September has gone with the last summer tourist packing up and leaving Lake Malone to the perennial residents. The October evenings has a blister moon which hangs over the countryside of drawn fields and rolls out its silent mercurous sheen, a lambency over lake and land.
The shocks of brown corn, waving ribbons in the late breeze, stand like a row of fat chorus girls on autumn’s stage with the pumpkins’ lights at their feet. The opossum sneaks around fences, on his way to find chickens packed in tight sleep on sassafras poles tiered in the chicken house. Somewhere left of the lake, a car horn sounds and a dog barks three times, hoarse and frosty; vapor fogs from its throat. Then all is silent except for the pounding memories of autumns past and great expectations of autumn present.
This year’s autumn is warm; its doors open to reveal flames of reddening sumac and dogwood, the first to color before the frost. Soon chips of maples leaves, bitter and yellow, fall into the creek and branches already still and black awaiting latish rains that will turn them quick and shiny- turbulent over brown pebbles and mosses crumbly and gray at the edges.
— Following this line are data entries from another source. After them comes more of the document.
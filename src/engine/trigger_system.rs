//! Creating runs: the first snapshots, the queue message or delay job, the
//! TTL, and blocking the parent when it waits on the new run.

use super::delayed_run_system::DelayedRunSystem;
use super::enqueue_system::EnqueueSystem;
use super::execution_snapshot_system::{ExecutionSnapshotSystem, SnapshotInput};
use super::resources::SystemResources;
use super::ttl_system::TtlSystem;
use super::waitpoint_system::WaitpointSystem;
use crate::constants::{DEFAULT_MASTER_QUEUE, JSON_OUTPUT_TYPE};
use crate::error::{EngineError, EngineResult};
use crate::logging::log_run_operation;
use crate::models::{
    generate_friendly_id, AuthenticatedEnvironment, BatchInfo, ExecutionSnapshot, TaskRun,
    TaskRunExecutionStatus, TaskRunStatus,
};
use crate::retry::RetryOptions;
use crate::run_queue::KeyProducer;
use crate::store::{StoreTransaction, StoreWrite};
use chrono::{DateTime, Utc};
use serde_json::Value;
use std::sync::Arc;
use tracing::{info, instrument};
use uuid::Uuid;

/// Everything needed to create a run.
#[derive(Debug, Clone)]
pub struct TriggerRequest {
    pub environment: AuthenticatedEnvironment,
    pub task_identifier: String,
    pub payload: Value,
    pub payload_type: String,
    /// Defaults to `task/<task_identifier>`
    pub queue: Option<String>,
    pub concurrency_key: Option<String>,
    pub master_queue: Option<String>,
    pub max_attempts: Option<u32>,
    pub retry_options: Option<RetryOptions>,
    pub machine_preset: Option<String>,
    pub parent_task_run_id: Option<Uuid>,
    pub resume_parent_on_completion: bool,
    pub batch: Option<BatchInfo>,
    pub ttl_ms: Option<u64>,
    pub delay_until: Option<DateTime<Utc>>,
    pub debounce_key: Option<String>,
    pub priority_ms: i64,
    pub metadata: Option<Value>,
}

impl TriggerRequest {
    pub fn new(
        environment: AuthenticatedEnvironment,
        task_identifier: impl Into<String>,
        payload: Value,
    ) -> Self {
        Self {
            environment,
            task_identifier: task_identifier.into(),
            payload,
            payload_type: JSON_OUTPUT_TYPE.to_string(),
            queue: None,
            concurrency_key: None,
            master_queue: None,
            max_attempts: None,
            retry_options: None,
            machine_preset: None,
            parent_task_run_id: None,
            resume_parent_on_completion: false,
            batch: None,
            ttl_ms: None,
            delay_until: None,
            debounce_key: None,
            priority_ms: 0,
            metadata: None,
        }
    }

    pub fn with_queue(mut self, queue: impl Into<String>) -> Self {
        self.queue = Some(queue.into());
        self
    }

    pub fn with_concurrency_key(mut self, key: impl Into<String>) -> Self {
        self.concurrency_key = Some(key.into());
        self
    }

    pub fn with_master_queue(mut self, master_queue: impl Into<String>) -> Self {
        self.master_queue = Some(master_queue.into());
        self
    }

    pub fn with_max_attempts(mut self, max_attempts: u32) -> Self {
        self.max_attempts = Some(max_attempts);
        self
    }

    pub fn with_retry_options(mut self, options: RetryOptions) -> Self {
        self.retry_options = Some(options);
        self
    }

    pub fn with_machine(mut self, preset: impl Into<String>) -> Self {
        self.machine_preset = Some(preset.into());
        self
    }

    /// Make this a child run. With `resume_parent` the parent blocks until
    /// the child finishes.
    pub fn with_parent(mut self, parent_run_id: Uuid, resume_parent: bool) -> Self {
        self.parent_task_run_id = Some(parent_run_id);
        self.resume_parent_on_completion = resume_parent;
        self
    }

    pub fn in_batch(mut self, batch_id: Uuid, index: u32) -> Self {
        self.batch = Some(BatchInfo {
            id: batch_id,
            index: Some(index),
        });
        self
    }

    pub fn with_ttl_ms(mut self, ttl_ms: u64) -> Self {
        self.ttl_ms = Some(ttl_ms);
        self
    }

    pub fn delayed_until(mut self, delay_until: DateTime<Utc>) -> Self {
        self.delay_until = Some(delay_until);
        self
    }

    pub fn with_debounce_key(mut self, key: impl Into<String>) -> Self {
        self.debounce_key = Some(key.into());
        self
    }

    pub fn with_priority_ms(mut self, priority_ms: i64) -> Self {
        self.priority_ms = priority_ms;
        self
    }

    pub fn with_metadata(mut self, metadata: Value) -> Self {
        self.metadata = Some(metadata);
        self
    }

    /// Explicit queue, or the task's own queue.
    pub fn queue_name(&self) -> String {
        self.queue
            .clone()
            .unwrap_or_else(|| format!("task/{}", self.task_identifier))
    }
}

#[derive(Debug)]
pub struct TriggerSystem {
    resources: Arc<SystemResources>,
    snapshots: Arc<ExecutionSnapshotSystem>,
    enqueue: Arc<EnqueueSystem>,
    waitpoints: Arc<WaitpointSystem>,
    delayed: Arc<DelayedRunSystem>,
    ttl: Arc<TtlSystem>,
}

impl TriggerSystem {
    pub fn new(
        resources: Arc<SystemResources>,
        snapshots: Arc<ExecutionSnapshotSystem>,
        enqueue: Arc<EnqueueSystem>,
        waitpoints: Arc<WaitpointSystem>,
        delayed: Arc<DelayedRunSystem>,
        ttl: Arc<TtlSystem>,
    ) -> Self {
        Self {
            resources,
            snapshots,
            enqueue,
            waitpoints,
            delayed,
            ttl,
        }
    }

    #[instrument(skip(self, request), fields(task = %request.task_identifier))]
    pub async fn trigger(&self, request: TriggerRequest) -> EngineResult<TaskRun> {
        if request.task_identifier.trim().is_empty() {
            return Err(EngineError::InvalidInput(
                "task_identifier must not be empty".to_string(),
            ));
        }
        if request.resume_parent_on_completion && request.parent_task_run_id.is_none() {
            return Err(EngineError::InvalidInput(
                "resume_parent_on_completion requires a parent run".to_string(),
            ));
        }

        if !KeyProducer::is_valid_queue_name(&request.queue_name()) {
            return Err(EngineError::InvalidInput(format!(
                "queue name {:?} must be non-empty and must not contain \":ck:\"",
                request.queue_name()
            )));
        }

        if let Some(run) = self.try_debounce(&request).await? {
            return Ok(run);
        }

        let parent = match request.parent_task_run_id {
            Some(parent_id) => Some(self.resources.get_run(parent_id).await?),
            None => None,
        };

        let waiting_parent = parent
            .as_ref()
            .filter(|_| request.resume_parent_on_completion);
        let (run, snapshot) = match waiting_parent {
            Some(parent) => {
                let parent_id = parent.id;
                let request = &request;
                self.resources
                    .lock_run("trigger", parent_id, move || async move {
                        // Nothing is written unless the parent can wait on the child.
                        self.waitpoints.ensure_blockable(parent_id).await?;
                        let (run, snapshot) = self.create_run(request, Some(parent)).await?;
                        if let Some(waitpoint_id) = run.associated_waitpoint_id {
                            self.waitpoints
                                .block_run_with_waitpoint_locked(
                                    parent_id,
                                    &[waitpoint_id],
                                    request.batch.clone(),
                                )
                                .await?;
                        }
                        Ok((run, snapshot))
                    })
                    .await?
            }
            None => self.create_run(&request, parent.as_ref()).await?,
        };

        log_run_operation(
            "trigger",
            run.id,
            Some(snapshot.id),
            snapshot.execution_status.as_str(),
            Some(&run.friendly_id),
        );
        Ok(run)
    }

    /// Persist a new run with its first snapshots and put it in its queue, or
    /// schedule it when delayed.
    async fn create_run(
        &self,
        request: &TriggerRequest,
        parent: Option<&TaskRun>,
    ) -> EngineResult<(TaskRun, ExecutionSnapshot)> {
        let now = Utc::now();
        let delay_until = request.delay_until.filter(|at| *at > now);
        let mut run = self.build_run(request, parent, delay_until.is_some(), now);

        let waitpoint = parent
            .filter(|_| request.resume_parent_on_completion)
            .map(|_| WaitpointSystem::run_waitpoint(&run));
        run.associated_waitpoint_id = waitpoint.as_ref().map(|w| w.id);

        if request.environment.maximum_concurrency_limit.is_some() {
            self.resources
                .run_queue
                .update_env_concurrency_limits(&request.environment)
                .await?;
        }

        let mut tx = StoreTransaction::new();
        tx.push(StoreWrite::InsertRun(run.clone()));
        if let Some(waitpoint) = &waitpoint {
            tx.push(StoreWrite::InsertWaitpoint(waitpoint.clone()));
        }
        self.snapshots.create_execution_snapshot(
            &mut tx,
            &mut run,
            SnapshotInput::new(TaskRunExecutionStatus::RunCreated, "Run was created"),
        );
        let snapshot = match delay_until {
            Some(delay_until) => {
                self.delayed
                    .stage_delay(&mut tx, &mut run, delay_until, "Run is delayed")
            }
            None => {
                let snapshot = self.enqueue.stage_enqueue(&mut tx, &mut run, "Run was queued");
                self.ttl.stage_ttl(&mut tx, &run);
                snapshot
            }
        };
        self.resources.commit(tx).await?;

        if delay_until.is_none() {
            self.enqueue.enqueue_run(&run).await?;
        }
        Ok((run, snapshot))
    }

    /// Reschedule a still-delayed run with the same debounce key instead of
    /// creating a new one, while it is inside the debounce window.
    async fn try_debounce(&self, request: &TriggerRequest) -> EngineResult<Option<TaskRun>> {
        let (Some(key), Some(delay_until)) = (&request.debounce_key, request.delay_until) else {
            return Ok(None);
        };
        let Some(existing) = self
            .resources
            .store
            .find_debounced_run(request.environment.id, &request.task_identifier, key)
            .await?
        else {
            return Ok(None);
        };

        let window = chrono::Duration::milliseconds(self.resources.config.debounce.max_window_ms as i64);
        if Utc::now() - existing.created_at > window {
            return Ok(None);
        }

        let result = self
            .delayed
            .reschedule_delayed_run(existing.id, delay_until)
            .await?;
        info!(run_id = %existing.id, debounce_key = %key, "Debounced trigger onto existing run");
        Ok(Some(result.run))
    }

    fn build_run(
        &self,
        request: &TriggerRequest,
        parent: Option<&TaskRun>,
        delayed: bool,
        now: DateTime<Utc>,
    ) -> TaskRun {
        let env = &request.environment;
        TaskRun {
            id: Uuid::now_v7(),
            friendly_id: generate_friendly_id("run"),
            task_identifier: request.task_identifier.clone(),
            queue: request.queue_name(),
            concurrency_key: request.concurrency_key.clone(),
            master_queue: request
                .master_queue
                .clone()
                .unwrap_or_else(|| DEFAULT_MASTER_QUEUE.to_string()),
            status: if delayed {
                TaskRunStatus::Delayed
            } else {
                TaskRunStatus::Pending
            },
            attempt_number: 0,
            max_attempts: request.max_attempts,
            retry_options: request.retry_options.clone(),
            machine_preset: request.machine_preset.clone(),
            payload: request.payload.clone(),
            payload_type: request.payload_type.clone(),
            output: None,
            output_type: None,
            error: None,
            metadata: request.metadata.clone(),
            runtime_environment_id: env.id,
            environment_type: env.env_type,
            project_id: env.project_id,
            organization_id: env.organization_id,
            parent_task_run_id: parent.map(|p| p.id),
            root_task_run_id: parent.map(|p| p.root_task_run_id.unwrap_or(p.id)),
            depth: parent.map_or(0, |p| p.depth + 1),
            batch_id: request.batch.as_ref().map(|b| b.id),
            batch_index: request.batch.as_ref().and_then(|b| b.index),
            resume_parent_on_completion: request.resume_parent_on_completion,
            associated_waitpoint_id: None,
            ttl_ms: request.ttl_ms,
            delay_until: request.delay_until.filter(|_| delayed),
            debounce_key: request.debounce_key.clone(),
            priority_ms: request.priority_ms,
            queue_timestamp: (!delayed).then_some(now),
            latest_snapshot_id: None,
            created_at: now,
            updated_at: now,
            started_at: None,
            executed_at: None,
            completed_at: None,
            expired_at: None,
        }
    }
}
Cows, fat from summer, now diet on dried grass- their half-grown calves weaned and wandering in herds of their own. Joe Pye weeds vie for recognition along with a few stray goldenrod and cattail bursting with fuzz. October touches everything, soon burning black the woods and scorching chestnut and oak. During the night, wind shakes fruit from the parent trees. Acorns hit the roof like hailstones. The next morning squirrels hasten to the harvest. Jaws filled with their hoard, they flick to deep pantries where the winter’s wealth is stored.
Old men and children rake leaves to burn in the late evening. The acrid smoke fills eyes, stains the clothes, and tells fortunes as the children stand near the burning piles to chant “smoke follows beauty.” It is another signal of autumn as it rests languidly against the north woods then floats away like worn-out euphemisms.
The sun has warmth left over from summer. The cat finds it near the woodshed door and lies in slumber, belly up, front paws curled over its white chest. Bees, ousted from the hive, hunt nectar in the ragged morning glory until evening light drives them to the tall grass at the edge of the land. Birds twitter excitedly in the shedding elms. They gathered here last spring house-hunting. Now, they are talking of going before the north winds take the remaining foliage.
At night, boys hide under piles of quilts- the flashlight shinning on pages of high adventure as they read to the sounds of autumn swooshing through trees and rattling window panes. A field mouse pulls away the last layer of sheetrock and curries under the sink where it finds, at last, a winter haven of warmth and crumbs.
Firewood of oak, elm and hickory is stacked in the shed and on the back porch. The heater gives off a warm shield, and the house settles into the October frost-filled night. Dreamy with good memories of a past summer and thoughts of autumn’s furnace sensuous and bright with color, the Lake poets sleep.